In short, the bill is idealistic and not at all pragmatic.

With the current scenario in mind, as practicing neuroscientists, we put forth three major avenues of investment for the government:

  1. Deinstitutionalisation of mental health care to increase access
  2. Ameliorating mental health education followed by
  3. Increasing investment in basic brain research.

Our current mental health care system centers around institutionalisation of the patient to dedicated psychiatric institutions for treatment. Not only does it make the patient population more difficult to handle by concentrating them in one place, but methods of treatment also promote maladaptive behaviours such as dependency and hopelessness. In an initiative to decentralise access to treatments, the bill mandates for the government to set up state-of-the-art mental health care facilities across the country, to provide good quality mental healthcare for all citizens of India. As an example, a similar deinstitutionalisation in 1970s’ United States of America brought about a sea change in the way patients were treated. Establishment of open hospitals allowing contact of patient with next of kin and supportive housing further helped create a better environment for the patient.

At the grassroots level, recognising and enabling primary health care providers such as counsellors and psychologists can spread awareness, especially in rural regions. Providing better mental health education to caregivers and village health care workers will show tangible benefits. A direct outcome will be an increased social acceptance of a recovering patient. The state of Kerala provides us with a good example where the impact of awareness, coupled with basic education, have shifted explanations for mental illness from “spirit possession” to “depression” and “tension”. Strong measures must be taken to educate the public with the scientific basis behind mental illness. For example, an attack of grand mal epilepsy in a patient cannot and should not be treated with prayers, potions and witchcraft. Mental health education must be introduced at the school level, along with physical health and education. Free and anonymous access to a counsellor will go a long way to both identify and help students in need. This is crucial, given the stress carried by students in the current Indian education system.
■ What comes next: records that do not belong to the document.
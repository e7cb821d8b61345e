//! Single-flight cache layer keyed by resource identity.

use futures::FutureExt;
use parking_lot::Mutex;
use std::collections::HashMap;
use std::fmt::Debug;
use std::future::Future;
use std::hash::Hash;
use std::sync::atomic::{AtomicU64, Ordering};
use std::sync::{Arc, Weak};
use tracing::{debug, warn};

use super::traits::{Pending, SharedFetch};
use crate::error::Result;

/// One cache entry. The generation tells a failing fetch whether the slot
/// it is about to evict is still its own.
struct Slot<V: Clone> {
  generation: u64,
  fetch: SharedFetch<V>,
}

type Slots<K, V> = Mutex<HashMap<K, Slot<V>>>;

/// Keyed store of lazily-created, shared, replay-once computations.
///
/// At most one fetch is in flight per key. A successful result stays cached
/// until the key is evicted; a failed result evicts its own entry so the
/// next access fetches again. There is no expiry.
pub struct SingleFlight<K, V: Clone> {
  /// Name used in log events (e.g. "schema", "label")
  name: &'static str,
  slots: Arc<Slots<K, V>>,
  next_generation: AtomicU64,
}

impl<K, V> SingleFlight<K, V>
where
  K: Eq + Hash + Clone + Debug + Send + Sync + 'static,
  V: Clone + Send + Sync + 'static,
{
  /// Create an empty cache partition.
  pub fn new(name: &'static str) -> Self {
    Self {
      name,
      slots: Arc::new(Mutex::new(HashMap::new())),
      next_generation: AtomicU64::new(0),
    }
  }

  /// Return the cached computation for `key`, or install one built by `factory`.
  ///
  /// The factory's future does not run until the returned handle is first
  /// awaited. Every caller that arrives before it resolves shares it.
  pub fn get_or_fetch<F, Fut>(&self, key: K, factory: F) -> Pending<V>
  where
    F: FnOnce() -> Fut,
    Fut: Future<Output = Result<V>> + Send + 'static,
  {
    let mut slots = self.slots.lock();

    if let Some(slot) = slots.get(&key) {
      debug!(cache = self.name, key = ?key, "cache hit");
      return Pending::from_shared(slot.fetch.clone());
    }

    debug!(cache = self.name, key = ?key, "cache miss, creating entry");
    let generation = self.next_generation.fetch_add(1, Ordering::Relaxed);
    let fetch = Self::evicting_on_error(
      self.name,
      Arc::downgrade(&self.slots),
      key.clone(),
      generation,
      factory(),
    );

    slots.insert(
      key,
      Slot {
        generation,
        fetch: fetch.clone(),
      },
    );

    Pending::from_shared(fetch)
  }

  /// Install an already-resolved value, replacing any existing entry.
  pub fn insert_ready(&self, key: K, value: V) {
    let generation = self.next_generation.fetch_add(1, Ordering::Relaxed);
    let fetch = futures::future::ready(Ok(value)).boxed().shared();
    self.slots.lock().insert(key, Slot { generation, fetch });
  }

  /// The cached computation for `key`, if any.
  pub fn get(&self, key: &K) -> Option<Pending<V>> {
    self
      .slots
      .lock()
      .get(key)
      .map(|slot| Pending::from_shared(slot.fetch.clone()))
  }

  /// Drop the entry for `key`. Returns whether an entry existed.
  pub fn evict(&self, key: &K) -> bool {
    let removed = self.slots.lock().remove(key).is_some();
    if removed {
      debug!(cache = self.name, key = ?key, "entry evicted");
    }
    removed
  }

  /// Snapshot of the cached keys.
  pub fn keys(&self) -> Vec<K> {
    self.slots.lock().keys().cloned().collect()
  }

  /// Wrap a fetch so that an `Err` result removes its own slot.
  ///
  /// Holds only a weak reference to the slot map: the future is itself stored
  /// in that map.
  fn evicting_on_error<Fut>(
    name: &'static str,
    slots: Weak<Slots<K, V>>,
    key: K,
    generation: u64,
    fut: Fut,
  ) -> SharedFetch<V>
  where
    Fut: Future<Output = Result<V>> + Send + 'static,
  {
    async move {
      let result = fut.await;
      if let Err(error) = &result {
        if let Some(slots) = slots.upgrade() {
          let mut slots = slots.lock();
          if slots.get(&key).is_some_and(|s| s.generation == generation) {
            slots.remove(&key);
          }
        }
        warn!(cache = name, key = ?key, error = %error, "fetch failed, entry dropped");
      }
      result
    }
    .boxed()
    .shared()
  }
}

impl<K, V: Clone> std::fmt::Debug for SingleFlight<K, V> {
  fn fmt(&self, f: &mut std::fmt::Formatter<'_>) -> std::fmt::Result {
    f.debug_struct("SingleFlight")
      .field("name", &self.name)
      .field("entries", &self.slots.lock().len())
      .finish_non_exhaustive()
  }
}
Current health insurance policies for the working population must be re-designed to include coverage for regular mental health checkups.

Along with infrastructure and education, a basic understanding of normal brain function is fundamental to understanding abnormal brain functions. To this end, both the USA and Europe have sanctioned large monetary investments in research funding towards basic research in brain sciences. Comparatively, research into mental health and illness in India is highly underfunded and undervalued. It is imperative that our government start investing in fundamental brain research as soon as possible. For faster and better quality treatments, both academic and clinical researchers must work together on finding better therapeutics and translating them into valid cures. We will need all the help we can get to tackle the Himalayan burden of these devastating diseases of the brain and mind.